## [Task statement]
Which lines of the data below hold "ErrorKind"? Copy each of them.

## [Raw data]
============

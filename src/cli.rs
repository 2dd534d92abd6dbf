//! Command-line interface for parlo
//!
//! Provides argument parsing using clap derive macros.

use clap::{Parser, Subcommand};
use clap_complete::Shell;
use std::path::PathBuf;
use std::time::Duration;

/// Voice translation from the command line
#[derive(Parser, Debug)]
#[command(
    name = "parlo",
    version = crate::version_string(),
    about = "Voice translation from the command line",
    subcommand_negates_reqs = true
)]
pub struct Cli {
    /// Subcommand to execute
    #[command(subcommand)]
    pub command: Option<Commands>,

    /// Path to configuration file
    #[arg(long, global = true, value_name = "PATH")]
    pub config: Option<PathBuf>,

    /// Suppress status output (quiet mode)
    #[arg(short, long, global = true)]
    pub quiet: bool,

    /// Verbose output (-v: service diagnostics)
    #[arg(short, long, global = true, action = clap::ArgAction::Count)]
    pub verbose: u8,

    /// Language to translate into (code or name). Examples: es, Japanese
    #[arg(long, value_name = "LANG", required = true)]
    pub to: Option<String>,

    /// Spoken language (default: auto-detect). Examples: en, German
    #[arg(long, value_name = "LANG")]
    pub from: Option<String>,

    /// Recording duration (default: 10s). Examples: 5s, 30s, 1m
    #[arg(long, short = 'd', value_name = "DURATION", value_parser = parse_duration_arg)]
    pub duration: Option<Duration>,

    /// Audio input device name substring (e.g., USB)
    #[arg(long, value_name = "DEVICE")]
    pub device: Option<String>,

    /// Write results to an HTML page with an embedded audio player
    #[arg(long, value_name = "PATH")]
    pub html: Option<PathBuf>,

    /// Skip playing the synthesized speech
    #[arg(long)]
    pub no_play: bool,
}

/// Parse a recording duration string.
///
/// Supports any duration format accepted by `humantime`: bare numbers (seconds),
/// single-unit (`30s`, `5m`), and compound (`1m30s`).
fn parse_duration_arg(s: &str) -> Result<Duration, String> {
    let s = s.trim();
    // Bare number → seconds
    if let Ok(secs) = s.parse::<u64>() {
        return Ok(Duration::from_secs(secs));
    }
    humantime::parse_duration(s).map_err(|e| e.to_string())
}

/// Available commands
#[derive(Subcommand, Debug)]
pub enum Commands {
    /// List supported languages
    Languages,

    /// List available audio input devices
    Devices,

    /// Generate shell completions
    Completions {
        /// Shell to generate completions for
        shell: Shell,
    },
}

#[cfg(test)]
mod tests {
    use super::*;

    #[test]
    fn test_parse_run_with_target() {
        let cli = Cli::try_parse_from(["parlo", "--to", "es"]).unwrap();
        assert!(cli.command.is_none());
        assert_eq!(cli.to.as_deref(), Some("es"));
        assert!(cli.from.is_none());
        assert!(cli.duration.is_none());
        assert!(cli.device.is_none());
        assert!(cli.html.is_none());
        assert!(!cli.no_play);
        assert!(!cli.quiet);
        assert_eq!(cli.verbose, 0);
        assert!(cli.config.is_none());
    }

    #[test]
    fn test_missing_target_is_an_error() {
        let result = Cli::try_parse_from(["parlo"]);
        let err = result.unwrap_err();
        assert_eq!(err.kind(), clap::error::ErrorKind::MissingRequiredArgument);
    }

    #[test]
    fn test_parse_source_and_target() {
        let cli = Cli::try_parse_from(["parlo", "--from", "en", "--to", "ja"]).unwrap();
        assert_eq!(cli.from.as_deref(), Some("en"));
        assert_eq!(cli.to.as_deref(), Some("ja"));
    }

    #[test]
    fn test_parse_target_by_name() {
        let cli = Cli::try_parse_from(["parlo", "--to", "Japanese"]).unwrap();
        assert_eq!(cli.to.as_deref(), Some("Japanese"));
    }

    #[test]
    fn test_parse_verbose_single() {
        let cli = Cli::try_parse_from(["parlo", "--to", "es", "-v"]).unwrap();
        assert_eq!(cli.verbose, 1);
    }

    #[test]
    fn test_parse_verbose_repeated_flags() {
        let cli = Cli::try_parse_from(["parlo", "--to", "es", "-v", "-v"]).unwrap();
        assert_eq!(cli.verbose, 2);
    }

    #[test]
    fn test_parse_quiet_short_flag() {
        let cli = Cli::try_parse_from(["parlo", "-q", "--to", "es"]).unwrap();
        assert!(cli.quiet);
    }

    #[test]
    fn test_parse_duration_long() {
        let cli = Cli::try_parse_from(["parlo", "--to", "es", "--duration", "5s"]).unwrap();
        assert_eq!(cli.duration, Some(Duration::from_secs(5)));
    }

    #[test]
    fn test_parse_duration_short_bare_number() {
        let cli = Cli::try_parse_from(["parlo", "--to", "es", "-d", "30"]).unwrap();
        assert_eq!(cli.duration, Some(Duration::from_secs(30)));
    }

    #[test]
    fn test_parse_device() {
        let cli = Cli::try_parse_from(["parlo", "--to", "es", "--device", "USB"]).unwrap();
        assert_eq!(cli.device.as_deref(), Some("USB"));
    }

    #[test]
    fn test_parse_html_output() {
        let cli = Cli::try_parse_from(["parlo", "--to", "es", "--html", "out.html"]).unwrap();
        assert_eq!(cli.html, Some(PathBuf::from("out.html")));
    }

    #[test]
    fn test_parse_no_play() {
        let cli = Cli::try_parse_from(["parlo", "--to", "es", "--no-play"]).unwrap();
        assert!(cli.no_play);
    }

    #[test]
    fn test_parse_global_config() {
        let cli =
            Cli::try_parse_from(["parlo", "--to", "es", "--config", "/path/to/config.toml"])
                .unwrap();
        assert_eq!(cli.config, Some(PathBuf::from("/path/to/config.toml")));
        assert!(cli.command.is_none());
    }

    #[test]
    fn test_parse_languages_without_target() {
        // Subcommands do not require --to
        let cli = Cli::try_parse_from(["parlo", "languages"]).unwrap();
        match cli.command {
            Some(Commands::Languages) => {}
            _ => panic!("Expected Languages command"),
        }
        assert!(cli.to.is_none());
    }

    #[test]
    fn test_parse_devices() {
        let cli = Cli::try_parse_from(["parlo", "devices"]).unwrap();
        match cli.command {
            Some(Commands::Devices) => {}
            _ => panic!("Expected Devices command"),
        }
    }

    #[test]
    fn test_parse_completions() {
        let cli = Cli::try_parse_from(["parlo", "completions", "bash"]).unwrap();
        match cli.command {
            Some(Commands::Completions { shell }) => {
                assert_eq!(shell, Shell::Bash);
            }
            _ => panic!("Expected Completions command"),
        }
    }

    #[test]
    fn test_completions_requires_shell() {
        let result = Cli::try_parse_from(["parlo", "completions"]);
        let err = result.unwrap_err();
        assert_eq!(err.kind(), clap::error::ErrorKind::MissingRequiredArgument);
    }

    #[test]
    fn test_global_options_after_command() {
        // Global options should work before or after the command
        let cli = Cli::try_parse_from(["parlo", "devices", "--config", "/tmp/config.toml"]).unwrap();

        assert_eq!(cli.config, Some(PathBuf::from("/tmp/config.toml")));
    }

    #[test]
    fn test_invalid_command_returns_error() {
        let result = Cli::try_parse_from(["parlo", "invalid"]);
        let err = result.unwrap_err();
        assert_eq!(err.kind(), clap::error::ErrorKind::InvalidSubcommand);
    }

    #[test]
    fn test_help_flag() {
        // Clap returns an error for --help but with DisplayHelp kind
        let result = Cli::try_parse_from(["parlo", "--help"]);
        assert!(result.is_err());
        let err = result.unwrap_err();
        assert_eq!(err.kind(), clap::error::ErrorKind::DisplayHelp);
    }

    #[test]
    fn test_version_flag() {
        // Clap returns an error for --version but with DisplayVersion kind
        let result = Cli::try_parse_from(["parlo", "--version"]);
        assert!(result.is_err());
        let err = result.unwrap_err();
        assert_eq!(err.kind(), clap::error::ErrorKind::DisplayVersion);
    }

    // ── Duration parsing tests ───────────────────────────────────────────

    #[test]
    fn test_parse_duration_arg_bare_number() {
        assert_eq!(parse_duration_arg("10").unwrap(), Duration::from_secs(10));
        assert_eq!(parse_duration_arg("0").unwrap(), Duration::from_secs(0));
        assert_eq!(parse_duration_arg("300").unwrap(), Duration::from_secs(300));
    }

    #[test]
    fn test_parse_duration_arg_with_s_suffix() {
        assert_eq!(parse_duration_arg("10s").unwrap(), Duration::from_secs(10));
        assert_eq!(parse_duration_arg("20s").unwrap(), Duration::from_secs(20));
    }

    #[test]
    fn test_parse_duration_arg_with_m_suffix() {
        assert_eq!(parse_duration_arg("1m").unwrap(), Duration::from_secs(60));
        assert_eq!(parse_duration_arg("5m").unwrap(), Duration::from_secs(300));
    }

    #[test]
    fn test_parse_duration_arg_compound() {
        assert_eq!(
            parse_duration_arg("1m30s").unwrap(),
            Duration::from_secs(90)
        );
        assert_eq!(
            parse_duration_arg("2m30s").unwrap(),
            Duration::from_secs(150)
        );
    }

    #[test]
    fn test_parse_duration_arg_verbose_units() {
        assert_eq!(
            parse_duration_arg("5minutes").unwrap(),
            Duration::from_secs(300)
        );
        assert_eq!(
            parse_duration_arg("30seconds").unwrap(),
            Duration::from_secs(30)
        );
    }

    #[test]
    fn test_parse_duration_arg_invalid() {
        assert!(parse_duration_arg("abc").is_err());
        assert!(parse_duration_arg("10x").is_err());
        assert!(parse_duration_arg("").is_err());
        assert!(parse_duration_arg("-5").is_err());
    }
}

============

## [Answer space]
        assert_eq!(err.kind(), clap::error::ErrorKind::MissingRequiredArgument);
        assert_eq!(err.kind(), clap::error::ErrorKind::MissingRequiredArgument);
        assert_eq!(err.kind(), clap::error::ErrorKind::InvalidSubcommand);
        assert_eq!(err.kind(), clap::error::ErrorKind::DisplayHelp);
        assert_eq!(err.kind(), clap::error::ErrorKind::DisplayVersion);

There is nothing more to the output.